Problem requirements: Your answer should be the lines from the start of the records through the line with "impl LiveQuery for", copied word for word.
Given data section start
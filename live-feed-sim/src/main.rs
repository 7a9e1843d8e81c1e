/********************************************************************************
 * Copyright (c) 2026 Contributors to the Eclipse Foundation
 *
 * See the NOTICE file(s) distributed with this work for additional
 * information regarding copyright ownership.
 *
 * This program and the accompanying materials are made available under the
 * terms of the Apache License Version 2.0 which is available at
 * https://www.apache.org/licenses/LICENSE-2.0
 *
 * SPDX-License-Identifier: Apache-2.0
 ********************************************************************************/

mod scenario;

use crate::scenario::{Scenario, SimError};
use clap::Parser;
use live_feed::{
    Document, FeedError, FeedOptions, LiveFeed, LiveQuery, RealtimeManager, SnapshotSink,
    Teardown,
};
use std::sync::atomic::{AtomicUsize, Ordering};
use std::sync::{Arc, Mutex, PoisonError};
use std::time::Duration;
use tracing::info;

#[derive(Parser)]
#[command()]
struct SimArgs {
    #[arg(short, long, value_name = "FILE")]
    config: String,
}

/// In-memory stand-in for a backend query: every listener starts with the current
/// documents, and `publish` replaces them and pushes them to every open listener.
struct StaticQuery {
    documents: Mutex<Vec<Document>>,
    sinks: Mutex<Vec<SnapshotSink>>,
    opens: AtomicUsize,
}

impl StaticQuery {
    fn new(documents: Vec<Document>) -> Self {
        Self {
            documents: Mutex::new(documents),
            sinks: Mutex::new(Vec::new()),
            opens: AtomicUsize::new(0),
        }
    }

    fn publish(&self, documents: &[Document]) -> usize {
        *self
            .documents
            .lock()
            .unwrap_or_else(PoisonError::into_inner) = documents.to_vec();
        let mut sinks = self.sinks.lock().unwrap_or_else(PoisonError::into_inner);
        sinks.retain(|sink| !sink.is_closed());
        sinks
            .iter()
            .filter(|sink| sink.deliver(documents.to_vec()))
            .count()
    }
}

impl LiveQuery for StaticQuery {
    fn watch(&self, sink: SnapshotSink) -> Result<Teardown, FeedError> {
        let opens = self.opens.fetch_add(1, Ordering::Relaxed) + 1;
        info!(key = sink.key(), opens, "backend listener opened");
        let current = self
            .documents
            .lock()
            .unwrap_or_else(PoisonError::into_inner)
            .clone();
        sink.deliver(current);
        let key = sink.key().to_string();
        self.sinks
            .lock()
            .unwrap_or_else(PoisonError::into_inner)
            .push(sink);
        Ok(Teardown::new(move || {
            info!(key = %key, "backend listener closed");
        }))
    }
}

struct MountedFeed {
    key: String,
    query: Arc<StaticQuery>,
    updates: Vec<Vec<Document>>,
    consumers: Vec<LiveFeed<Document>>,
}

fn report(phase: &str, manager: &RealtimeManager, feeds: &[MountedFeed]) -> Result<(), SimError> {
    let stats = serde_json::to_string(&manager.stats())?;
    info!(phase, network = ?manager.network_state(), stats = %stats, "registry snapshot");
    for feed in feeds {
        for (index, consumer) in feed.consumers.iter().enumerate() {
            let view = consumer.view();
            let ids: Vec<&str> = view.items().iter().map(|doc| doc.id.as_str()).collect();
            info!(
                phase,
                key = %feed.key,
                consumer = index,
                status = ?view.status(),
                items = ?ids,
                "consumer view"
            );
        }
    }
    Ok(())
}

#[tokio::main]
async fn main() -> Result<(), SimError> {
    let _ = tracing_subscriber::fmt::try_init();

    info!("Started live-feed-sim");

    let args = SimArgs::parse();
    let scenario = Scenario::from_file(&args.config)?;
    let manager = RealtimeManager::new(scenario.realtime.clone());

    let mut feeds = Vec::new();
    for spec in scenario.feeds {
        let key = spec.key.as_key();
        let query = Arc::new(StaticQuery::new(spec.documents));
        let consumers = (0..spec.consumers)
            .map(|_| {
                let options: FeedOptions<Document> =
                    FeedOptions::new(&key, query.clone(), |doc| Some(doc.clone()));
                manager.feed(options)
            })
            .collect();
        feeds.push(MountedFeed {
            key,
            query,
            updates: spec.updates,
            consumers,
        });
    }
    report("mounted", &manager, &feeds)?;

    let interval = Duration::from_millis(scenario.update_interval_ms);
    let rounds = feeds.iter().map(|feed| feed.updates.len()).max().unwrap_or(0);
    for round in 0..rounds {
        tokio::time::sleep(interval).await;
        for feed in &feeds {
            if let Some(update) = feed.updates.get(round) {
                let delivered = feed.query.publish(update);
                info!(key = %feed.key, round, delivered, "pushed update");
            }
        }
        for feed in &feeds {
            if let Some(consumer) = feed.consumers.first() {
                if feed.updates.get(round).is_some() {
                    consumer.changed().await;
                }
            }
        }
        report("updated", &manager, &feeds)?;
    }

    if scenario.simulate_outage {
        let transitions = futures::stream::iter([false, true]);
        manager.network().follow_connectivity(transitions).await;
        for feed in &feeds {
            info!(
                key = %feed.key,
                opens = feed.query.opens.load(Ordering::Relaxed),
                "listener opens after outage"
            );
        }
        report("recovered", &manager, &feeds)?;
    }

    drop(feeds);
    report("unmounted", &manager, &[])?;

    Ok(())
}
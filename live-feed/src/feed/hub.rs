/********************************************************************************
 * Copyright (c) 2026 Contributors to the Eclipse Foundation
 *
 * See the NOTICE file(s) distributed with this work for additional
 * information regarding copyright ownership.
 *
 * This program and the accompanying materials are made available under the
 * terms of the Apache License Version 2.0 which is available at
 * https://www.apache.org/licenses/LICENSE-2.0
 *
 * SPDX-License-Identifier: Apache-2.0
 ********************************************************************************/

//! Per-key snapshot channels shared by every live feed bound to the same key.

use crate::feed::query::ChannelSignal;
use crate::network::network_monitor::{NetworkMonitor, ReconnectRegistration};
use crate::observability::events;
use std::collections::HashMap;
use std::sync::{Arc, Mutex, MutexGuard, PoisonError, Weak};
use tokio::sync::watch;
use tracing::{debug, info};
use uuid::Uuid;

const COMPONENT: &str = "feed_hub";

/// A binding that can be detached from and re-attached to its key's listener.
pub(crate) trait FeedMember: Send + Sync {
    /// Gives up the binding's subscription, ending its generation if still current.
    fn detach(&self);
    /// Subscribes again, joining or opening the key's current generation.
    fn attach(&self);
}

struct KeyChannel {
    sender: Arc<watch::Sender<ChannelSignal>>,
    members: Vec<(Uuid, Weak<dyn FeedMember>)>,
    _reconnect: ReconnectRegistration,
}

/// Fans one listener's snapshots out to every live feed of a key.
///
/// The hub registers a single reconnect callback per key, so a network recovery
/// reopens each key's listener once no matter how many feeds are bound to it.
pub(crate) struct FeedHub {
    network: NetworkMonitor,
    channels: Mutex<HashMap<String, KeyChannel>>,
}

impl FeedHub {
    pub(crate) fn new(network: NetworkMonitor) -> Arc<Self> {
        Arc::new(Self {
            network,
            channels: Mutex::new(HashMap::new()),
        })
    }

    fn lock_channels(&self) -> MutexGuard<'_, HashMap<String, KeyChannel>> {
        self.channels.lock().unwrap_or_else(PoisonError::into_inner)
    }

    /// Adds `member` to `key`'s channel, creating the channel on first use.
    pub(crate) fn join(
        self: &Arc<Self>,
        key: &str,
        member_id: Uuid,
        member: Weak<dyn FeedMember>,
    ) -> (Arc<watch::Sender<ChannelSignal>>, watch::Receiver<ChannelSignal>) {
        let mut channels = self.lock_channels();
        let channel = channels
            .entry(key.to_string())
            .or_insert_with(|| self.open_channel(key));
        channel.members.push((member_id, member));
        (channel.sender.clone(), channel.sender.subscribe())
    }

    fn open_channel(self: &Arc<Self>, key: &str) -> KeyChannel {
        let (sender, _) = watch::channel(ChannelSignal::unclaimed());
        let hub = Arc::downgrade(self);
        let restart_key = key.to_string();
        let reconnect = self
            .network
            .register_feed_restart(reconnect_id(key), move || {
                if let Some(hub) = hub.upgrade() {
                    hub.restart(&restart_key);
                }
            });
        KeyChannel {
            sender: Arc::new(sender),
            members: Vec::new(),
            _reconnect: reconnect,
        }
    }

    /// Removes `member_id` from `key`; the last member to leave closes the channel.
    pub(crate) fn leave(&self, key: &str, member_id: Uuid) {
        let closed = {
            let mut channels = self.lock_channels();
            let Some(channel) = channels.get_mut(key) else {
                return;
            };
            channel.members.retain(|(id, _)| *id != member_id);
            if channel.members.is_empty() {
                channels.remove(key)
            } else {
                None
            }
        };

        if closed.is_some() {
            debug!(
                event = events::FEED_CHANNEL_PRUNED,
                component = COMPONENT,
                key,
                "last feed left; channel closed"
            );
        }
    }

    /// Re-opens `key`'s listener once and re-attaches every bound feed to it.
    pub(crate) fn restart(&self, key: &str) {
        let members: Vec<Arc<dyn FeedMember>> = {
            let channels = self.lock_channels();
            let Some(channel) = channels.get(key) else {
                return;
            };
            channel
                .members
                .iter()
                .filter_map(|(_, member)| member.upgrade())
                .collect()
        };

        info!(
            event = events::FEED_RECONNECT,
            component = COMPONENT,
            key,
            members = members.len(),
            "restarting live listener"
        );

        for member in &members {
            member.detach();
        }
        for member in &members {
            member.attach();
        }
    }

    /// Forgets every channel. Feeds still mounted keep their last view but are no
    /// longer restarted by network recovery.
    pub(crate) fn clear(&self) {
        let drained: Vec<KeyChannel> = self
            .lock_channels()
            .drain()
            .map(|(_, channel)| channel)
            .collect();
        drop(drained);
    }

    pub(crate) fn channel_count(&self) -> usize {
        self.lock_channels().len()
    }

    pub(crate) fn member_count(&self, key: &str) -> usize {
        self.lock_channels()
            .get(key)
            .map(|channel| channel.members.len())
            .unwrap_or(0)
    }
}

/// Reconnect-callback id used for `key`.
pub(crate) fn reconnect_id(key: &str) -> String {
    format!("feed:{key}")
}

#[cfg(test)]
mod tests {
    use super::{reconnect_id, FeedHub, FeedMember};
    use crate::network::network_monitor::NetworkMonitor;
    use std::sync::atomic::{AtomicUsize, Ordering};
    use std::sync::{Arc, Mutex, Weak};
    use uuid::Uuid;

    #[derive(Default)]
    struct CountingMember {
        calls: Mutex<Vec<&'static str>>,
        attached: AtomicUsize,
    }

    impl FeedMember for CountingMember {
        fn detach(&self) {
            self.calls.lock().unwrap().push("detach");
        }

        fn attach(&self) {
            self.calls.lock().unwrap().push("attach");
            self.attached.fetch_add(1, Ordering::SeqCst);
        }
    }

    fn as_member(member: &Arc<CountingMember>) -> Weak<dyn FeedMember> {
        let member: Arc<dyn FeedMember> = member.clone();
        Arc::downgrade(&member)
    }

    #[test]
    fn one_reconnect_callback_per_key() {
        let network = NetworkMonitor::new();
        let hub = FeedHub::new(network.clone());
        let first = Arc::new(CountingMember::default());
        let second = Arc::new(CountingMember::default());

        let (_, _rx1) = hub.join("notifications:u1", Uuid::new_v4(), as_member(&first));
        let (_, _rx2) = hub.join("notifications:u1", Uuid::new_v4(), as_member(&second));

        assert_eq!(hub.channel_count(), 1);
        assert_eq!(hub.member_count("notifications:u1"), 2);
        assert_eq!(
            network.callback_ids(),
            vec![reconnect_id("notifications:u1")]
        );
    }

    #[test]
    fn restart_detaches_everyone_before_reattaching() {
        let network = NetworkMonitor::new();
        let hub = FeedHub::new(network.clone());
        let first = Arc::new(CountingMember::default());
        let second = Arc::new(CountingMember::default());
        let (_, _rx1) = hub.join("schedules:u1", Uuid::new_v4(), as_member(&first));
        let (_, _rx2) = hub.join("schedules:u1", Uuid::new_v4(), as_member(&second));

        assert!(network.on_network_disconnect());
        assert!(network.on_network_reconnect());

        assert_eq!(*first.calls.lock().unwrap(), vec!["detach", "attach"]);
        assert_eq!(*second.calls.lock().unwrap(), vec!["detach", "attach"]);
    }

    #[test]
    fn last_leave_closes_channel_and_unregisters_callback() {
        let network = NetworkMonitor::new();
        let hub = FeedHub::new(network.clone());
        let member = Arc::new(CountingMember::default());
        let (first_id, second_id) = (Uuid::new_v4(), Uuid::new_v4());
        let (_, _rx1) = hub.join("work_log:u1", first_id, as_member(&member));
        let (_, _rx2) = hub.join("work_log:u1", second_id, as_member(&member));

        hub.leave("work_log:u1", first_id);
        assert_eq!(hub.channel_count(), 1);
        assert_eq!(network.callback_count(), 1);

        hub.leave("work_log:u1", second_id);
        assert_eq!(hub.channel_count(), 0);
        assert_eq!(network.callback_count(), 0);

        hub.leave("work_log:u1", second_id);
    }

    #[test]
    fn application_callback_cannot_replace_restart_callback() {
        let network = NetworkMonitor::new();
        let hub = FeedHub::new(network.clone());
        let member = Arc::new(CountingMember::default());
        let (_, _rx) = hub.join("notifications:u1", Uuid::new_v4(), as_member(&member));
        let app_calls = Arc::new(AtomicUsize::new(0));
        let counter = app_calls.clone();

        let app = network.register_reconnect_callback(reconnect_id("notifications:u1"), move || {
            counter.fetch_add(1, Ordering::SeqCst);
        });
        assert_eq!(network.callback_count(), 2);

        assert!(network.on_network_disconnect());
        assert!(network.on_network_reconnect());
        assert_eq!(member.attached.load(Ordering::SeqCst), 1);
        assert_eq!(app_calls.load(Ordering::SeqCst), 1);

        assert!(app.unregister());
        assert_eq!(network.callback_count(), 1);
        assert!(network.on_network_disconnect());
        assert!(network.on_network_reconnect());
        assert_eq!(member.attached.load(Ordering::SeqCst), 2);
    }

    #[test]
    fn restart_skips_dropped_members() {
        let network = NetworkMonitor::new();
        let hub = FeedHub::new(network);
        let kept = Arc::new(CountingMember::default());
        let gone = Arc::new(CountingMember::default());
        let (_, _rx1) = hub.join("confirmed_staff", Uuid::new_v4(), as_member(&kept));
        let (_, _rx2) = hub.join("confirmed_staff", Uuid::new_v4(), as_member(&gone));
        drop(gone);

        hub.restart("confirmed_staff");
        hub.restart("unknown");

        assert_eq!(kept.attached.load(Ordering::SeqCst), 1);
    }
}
Given data section end
Your response:
filename live-feed-sim/src/main.rs
repository 7a9e1843d8e81c1e
/********************************************************************************
 * Copyright (c) 2026 Contributors to the Eclipse Foundation
 *
 * See the NOTICE file(s) distributed with this work for additional
 * information regarding copyright ownership.
 *
 * This program and the accompanying materials are made available under the
 * terms of the Apache License Version 2.0 which is available at
 * https://www.apache.org/licenses/LICENSE-2.0
 *
 * SPDX-License-Identifier: Apache-2.0
 ********************************************************************************/

mod scenario;

use crate::scenario::{Scenario, SimError};
use clap::Parser;
use live_feed::{
    Document, FeedError, FeedOptions, LiveFeed, LiveQuery, RealtimeManager, SnapshotSink,
    Teardown,
};
use std::sync::atomic::{AtomicUsize, Ordering};
use std::sync::{Arc, Mutex, PoisonError};
use std::time::Duration;
use tracing::info;

#[derive(Parser)]
#[command()]
struct SimArgs {
    #[arg(short, long, value_name = "FILE")]
    config: String,
}

/// In-memory stand-in for a backend query: every listener starts with the current
/// documents, and `publish` replaces them and pushes them to every open listener.
struct StaticQuery {
    documents: Mutex<Vec<Document>>,
    sinks: Mutex<Vec<SnapshotSink>>,
    opens: AtomicUsize,
}

impl StaticQuery {
    fn new(documents: Vec<Document>) -> Self {
        Self {
            documents: Mutex::new(documents),
            sinks: Mutex::new(Vec::new()),
            opens: AtomicUsize::new(0),
        }
    }

    fn publish(&self, documents: &[Document]) -> usize {
        *self
            .documents
            .lock()
            .unwrap_or_else(PoisonError::into_inner) = documents.to_vec();
        let mut sinks = self.sinks.lock().unwrap_or_else(PoisonError::into_inner);
        sinks.retain(|sink| !sink.is_closed());
        sinks
            .iter()
            .filter(|sink| sink.deliver(documents.to_vec()))
            .count()
    }
}

impl LiveQuery for StaticQuery {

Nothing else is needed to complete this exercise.